The first thing I did was install the latest version of xcode to then install telnet with homebrew but I still can not connect with the labs. Then I found a possible answer:

If you restore telnet via brew or something else you have to put the telnet application into the /usr/bin directory. If it isn't there the telnet URLs when calling terminal will be broken. However... the /usr/bin directory is locked with SIP (System Integrity Protection). You need to disable SIP in order to modify the /usr/bin directory. Reboot your mac... before the apple logo appears hit CMD+r. select "Utilities" then "Terminal". Type "csrutil disable" at the command line. then reboot normally. Place the telnet application in the /usr/bin directory. Then reenable SIP by doing the steps above but using "csrutil enable"

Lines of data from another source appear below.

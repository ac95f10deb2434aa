use crate::{
    color::{rgb255_to_hex, HexColor},
    swatch::{Role, Swatch},
};

/// Hard ceiling numerator for the step count: no step ever reaches 100%
/// (pure black or pure white), so the furthest step is capped at 95%.
const STEP_CEILING: f64 = 95.0;

/// Generate the ordered tint/shade sequence for one base color.
///
/// Emits `max_steps` shades (darkest last), then the base swatch unmodified,
/// then `max_steps` tints (lightest last), where
/// `max_steps = floor(95 / step_percent)`. Shades darken multiplicatively
/// (`channel * (1 - step/100)`); tints blend toward white
/// (`channel + (255 - channel) * step/100`).
///
/// Consumers wanting the visual order re-sort by step within a role; see
/// [`crate::Palette::shades`] and [`crate::Palette::tints`].
///
/// # Panics
///
/// Panics if `step_percent` is not a positive finite number.
/// [`crate::PaletteBuilder`] validates the step count before deriving it.
pub fn generate_palette(base: &HexColor, step_percent: f64) -> Vec<Swatch> {
    assert!(
        step_percent > 0.0 && step_percent.is_finite(),
        "step percent must be positive and finite"
    );

    let rgb = base.to_rgb255();
    let (r, g, b) = (f64::from(rgb.r), f64::from(rgb.g), f64::from(rgb.b));

    let max_steps = (STEP_CEILING / step_percent).floor() as u32;
    let mut swatches = Vec::with_capacity(2 * max_steps as usize + 1);

    for i in 1..=max_steps {
        let step = step_percent * f64::from(i);
        let shade_factor = 1.0 - step / 100.0;
        let hex = rgb255_to_hex(r * shade_factor, g * shade_factor, b * shade_factor);
        swatches.push(Swatch::new(Role::Shade, step, hex));
    }

    swatches.push(Swatch::new(Role::Base, 0.0, base.clone()));

    for i in 1..=max_steps {
        let step = step_percent * f64::from(i);
        let tint_factor = step / 100.0;
        let hex = rgb255_to_hex(
            r + (255.0 - r) * tint_factor,
            g + (255.0 - g) * tint_factor,
            b + (255.0 - b) * tint_factor,
        );
        swatches.push(Swatch::new(Role::Tint, step, hex));
    }

    swatches
}
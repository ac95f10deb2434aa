fn main() {
    let palettes = tincture::Palette::from_input("#0d6efd")
        .step_count(10)
        .generate()
        .unwrap();

    for palette in &palettes {
        println!("palette for {}", palette.base_hex());

        for swatch in palette.shades() {
            println!("  {} {}", swatch.label(), swatch.hex());
        }
        println!("  {} {}", palette.base().label(), palette.base().hex());
        for swatch in palette.tints() {
            println!("  {} {}", swatch.label(), swatch.hex());
        }
    }
}
use crate::color::HexColor;
use std::fmt;

/// Where a swatch sits in a palette relative to its base color.
#[derive(Debug, Clone, Copy, PartialEq, Eq)]
#[cfg_attr(feature = "serde", derive(serde::Serialize, serde::Deserialize))]
#[cfg_attr(feature = "serde", serde(rename_all = "lowercase"))]
pub enum Role {
    Tint,
    Shade,
    Base,
}

impl fmt::Display for Role {
    fn fmt(&self, f: &mut fmt::Formatter<'_>) -> fmt::Result {
        match self {
            Role::Tint => f.write_str("tint"),
            Role::Shade => f.write_str("shade"),
            Role::Base => f.write_str("base"),
        }
    }
}

/// A single color in a generated palette.
///
/// `step` is the percent distance from the base color (0 for the base itself),
/// and `label` is the derived display string, e.g. `shade-10`, `base`,
/// `tint-40`. Immutable once produced.
#[derive(Debug, Clone, PartialEq)]
#[cfg_attr(feature = "serde", derive(serde::Serialize, serde::Deserialize))]
pub struct Swatch {
    role: Role,
    step: f64,
    hex: HexColor,
    label: String,
}

impl Swatch {
    pub(crate) fn new(role: Role, step: f64, hex: HexColor) -> Swatch {
        let label = match role {
            Role::Base => "base".to_string(),
            Role::Tint => format!("tint-{step}"),
            Role::Shade => format!("shade-{step}"),
        };

        Self {
            role,
            step,
            hex,
            label,
        }
    }

    pub fn role(&self) -> Role {
        self.role
    }

    pub fn step(&self) -> f64 {
        self.step
    }

    pub fn hex(&self) -> &HexColor {
        &self.hex
    }

    pub fn label(&self) -> &str {
        &self.label
    }

    /// The step number used for display, on a 0-100-like scale.
    ///
    /// The stored step percent is treated as a 0-10 "level" and multiplied by
    /// 10, so step 10 displays as "100". Historical behavior, kept as is.
    pub fn step_label(&self) -> String {
        format_step_label(self.step)
    }
}

/// Scale a step percent to its display number.
pub fn format_step_label(step: f64) -> String {
    ((step * 10.0).round() as i64).to_string()
}
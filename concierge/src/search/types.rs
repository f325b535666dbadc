//! Search result and snapshot types.

use std::sync::Arc;

use thiserror::Error;

use crate::coord::Coordinate;
use crate::provider::LookupError;
use crate::task_slot::Generation;

/// Errors returned by [`PlaceSearchCoordinator::search`](super::PlaceSearchCoordinator::search).
///
/// "No results" is not an error; it is an empty result list.
#[derive(Debug, Clone, PartialEq, Error)]
pub enum SearchError {
    /// The query was empty after trimming; no service call was made.
    #[error("Search query is empty")]
    InputInvalid,

    /// The lookup service failed.
    #[error("Search unavailable: {0}")]
    Unavailable(#[from] LookupError),
}

/// One ranked search hit.
#[derive(Debug, Clone, PartialEq)]
pub struct SearchResult {
    pub name: String,
    pub address_line: String,
    pub coordinate: Coordinate,
    /// Straight-line distance from the region centre, in metres.
    pub distance_from_reference: f64,
}

/// What the search box is currently doing.
#[derive(Debug, Clone, Copy, PartialEq, Eq, Default)]
pub enum SearchStatus {
    /// Nothing typed, or the box was cleared.
    #[default]
    Idle,
    /// Input received, waiting for the typing pause to elapse.
    Debouncing,
    /// Lookup in flight.
    Searching,
    /// Results are from a completed lookup.
    Ready,
    /// The last lookup failed; results were cleared.
    Unavailable,
}

/// Point-in-time view of the search box, published to subscribers.
#[derive(Debug, Clone, PartialEq, Default)]
pub struct SearchSnapshot {
    /// Generation that produced this snapshot.
    pub generation: Generation,
    /// Trimmed query the snapshot belongs to.
    pub query: String,
    /// Results ordered by ascending distance.
    pub results: Arc<Vec<SearchResult>>,
    pub status: SearchStatus,
}

impl SearchSnapshot {
    /// Whether an update tagged `generation` may replace this snapshot, given
    /// the slot's `current` generation.
    ///
    /// Updates from superseded generations and updates older than what is
    /// already visible are rejected.
    pub fn accepts(&self, generation: Generation, current: Generation) -> bool {
        generation == current && generation >= self.generation
    }

    /// Whether no results are visible.
    pub fn is_empty(&self) -> bool {
        self.results.is_empty()
    }
}
impl Inner {
    async fn compute(&self, name: &str) -> Outcome {
        match self.lookup.lookup(name, &self.region).await {
            Ok(candidates) => match candidates.first() {
                Some(first) => {
                    let meters = distance_meters(&self.reference, &first.coordinate);
                    Outcome::Resolved(format_imperial(meters))
                }
                None => {
                    debug!(name, "No match for distance lookup");
                    Outcome::Failed
                }
            },
            Err(e) => {
                warn!(name, error = %e, "Distance lookup failed");
                Outcome::Failed
            }
        }
    }

    fn complete(&self, name: &str, outcome: &Outcome) {
        if let Some(mut entry) = self.entries.get_mut(name) {
            if matches!(*entry, CacheEntry::Pending(_)) {
                *entry = CacheEntry::Done(outcome.clone());
            }
        }
    }
}

/// Process-lifetime, per-name distance cache with single-flight lookups.
#[derive(Clone)]
pub struct DistanceResolutionCache {
    inner: Arc<Inner>,
}

impl std::fmt::Debug for DistanceResolutionCache {
    fn fmt(&self, f: &mut std::fmt::Formatter<'_>) -> std::fmt::Result {
        f.debug_struct("DistanceResolutionCache")
            .field("reference", &self.inner.reference)
            .field("entries", &self.inner.entries.len())
            .field("lookups_started", &self.lookups_started())
            .finish()
    }
}

impl DistanceResolutionCache {
    /// Create a cache measuring from `reference`, looking names up inside `region`.
    pub fn new(lookup: Arc<dyn PlaceLookup>, reference: Coordinate, region: SearchRegion) -> Self {
        Self {
            inner: Arc::new(Inner {
                lookup,
                reference,
                region,
                entries: DashMap::new(),
                lookups_started: AtomicU64::new(0),
            }),
        }
    }

    /// Create a cache using a square region of [`DEFAULT_SPAN_DEGREES`] around `reference`.
    pub fn around(lookup: Arc<dyn PlaceLookup>, reference: Coordinate) -> Self {
        Self::new(
            lookup,
            reference,
            SearchRegion::span(reference, DEFAULT_SPAN_DEGREES),
        )
    }

    /// Resolve the distance text for `name`.
    ///
    /// Launches at most one lookup per name; concurrent callers share it.
    /// Returns [`UNKNOWN_DISTANCE`] for failed or blank names. Must be called
    /// from within a Tokio runtime.
    pub async fn resolve(&self, name: &str) -> String {
        let key = name.trim();
        if key.is_empty() {
            return UNKNOWN_DISTANCE.to_string();
        }

        let mut outcome = match self.inner.entries.entry(key.to_string()) {
            MapEntry::Occupied(entry) => match entry.get() {
                CacheEntry::Done(outcome) => return outcome.text(),
                CacheEntry::Pending(outcome) => outcome.clone(),
            },
            MapEntry::Vacant(entry) => {
                let (tx, rx) = watch::channel(None);
                entry.insert(CacheEntry::Pending(rx.clone()));
                self.spawn_lookup(key.to_string(), tx);
                rx
            }
        };

        // A closed channel means the lookup task died; treat as unknown
        let result = match outcome.wait_for(Option::is_some).await {
            Ok(value) => (*value).as_ref().map(Outcome::text),
            Err(_) => None,
        };
        result.unwrap_or_else(|| UNKNOWN_DISTANCE.to_string())
    }

    /// Resolve several names concurrently, preserving input order.
    pub async fn resolve_all<S: AsRef<str>>(&self, names: &[S]) -> Vec<(String, String)> {
        let lookups = names.iter().map(|name| async move {
            let name = name.as_ref();
            (name.to_string(), self.resolve(name).await)
        });
        join_all(lookups).await
    }

    /// Current state of `name` without triggering a lookup.
    pub fn peek(&self, name: &str) -> DistanceState {
        match self.inner.entries.get(name.trim()) {
            None => DistanceState::Absent,
            Some(entry) => match &*entry {
                CacheEntry::Pending(_) => DistanceState::Pending,
                CacheEntry::Done(outcome) => outcome.state(),
            },
        }
    }

    /// Forget the terminal entry for `name` so the next `resolve` looks it up again.
    ///
    /// A pending lookup is left in place and keeps serving its callers.
    /// Returns whether an entry was removed.
    pub fn evict(&self, name: &str) -> bool {
        self.inner
            .entries
            .remove_if(name.trim(), |_, entry| matches!(entry, CacheEntry::Done(_)))
            .is_some()
    }

    /// Forget every terminal entry. Pending lookups stay shared.
    pub fn reset(&self) {
        self.inner
            .entries
            .retain(|_, entry| matches!(entry, CacheEntry::Pending(_)));
    }

    /// Number of names with an entry (pending or terminal).
    pub fn len(&self) -> usize {
        self.inner.entries.len()
    }

    /// Whether the cache holds no entries.
    pub fn is_empty(&self) -> bool {
        self.inner.entries.is_empty()
    }

    /// Total upstream lookups launched since creation.
    pub fn lookups_started(&self) -> u64 {
        self.inner.lookups_started.load(Ordering::Relaxed)
    }

    /// Reference point distances are measured from.
    pub fn reference(&self) -> Coordinate {
        self.inner.reference
    }

    fn spawn_lookup(&self, name: String, tx: watch::Sender<Option<Outcome>>) {
        let inner = Arc::clone(&self.inner);
        inner.lookups_started.fetch_add(1, Ordering::Relaxed);
        debug!(name = %name, "Starting distance lookup");

        tokio::spawn(async move {
            let outcome = inner.compute(&name).await;
            // Publish to the map first so late callers see the terminal state
            inner.complete(&name, &outcome);
            tx.send_replace(Some(outcome));
        });
    }
}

I followed the steps but I do not know exactly which file is the one that I need to move to usr / bin. I am not very expert in this topic so try to find the file with sudo find / -name telnet and find the following:

/usr/local/bin/telnet
/usr/local/var/homebrew/linked/telnet
/usr/local/opt/telnet
/usr/local/Cellar/telnet
/usr/local/Cellar/telnet/54.50.1/bin/telnet
/Library/Ruby/Gems/2.3.0/gems/net-telnet-0.1.1/lib/net/telnet
/Users/joseandradecruz/Library/Logs/Homebrew/telnet

I tried with the first file that is in usr/local/bin/telnet but it did not work

MBT
  • 21,733
  • 19
  • 84
  • 102
Pepe Andrade
  • 11
  • 1
  • 4
  • What do you mean "it did not work"? Please be more specific on what it actually did. Also it looks like you might have multiple versions of telnet. Try this command in terminal; `which telnet`, then list the output. – l'L'l Jun 05 '18 at 20:11
  • What I wanted to say is that the terminal keeps sending me the same message `[Command not found: telnet]` `[Could not create a new process and open a pseudo-tty.]` when I try to connect – Pepe Andrade Jun 05 '18 at 20:24
  • the output of the command was this: `-bash: wich: command not found` – Pepe Andrade Jun 05 '18 at 20:27
  • `which` is a shell built-in, you've spelled it wrong missing the first h – grg Jun 05 '18 at 21:37

2 Answers2

2

Once SIP is disabled, you can add a symlink to /usr/local/bin/telnet in /usr/bin/:

sudo ln -s /usr/local/bin/telnet /usr/bin/

You don't need to actually move telnet into the /usr/bin folder. The symlink provides access as if the file was there, for applications which don't have /usr/local/bin in the path.

grg
  • 5,023
  • 3
  • 34
  • 50
0

I also had problem to lunch telnet while using Cisco LAB or eve-ng.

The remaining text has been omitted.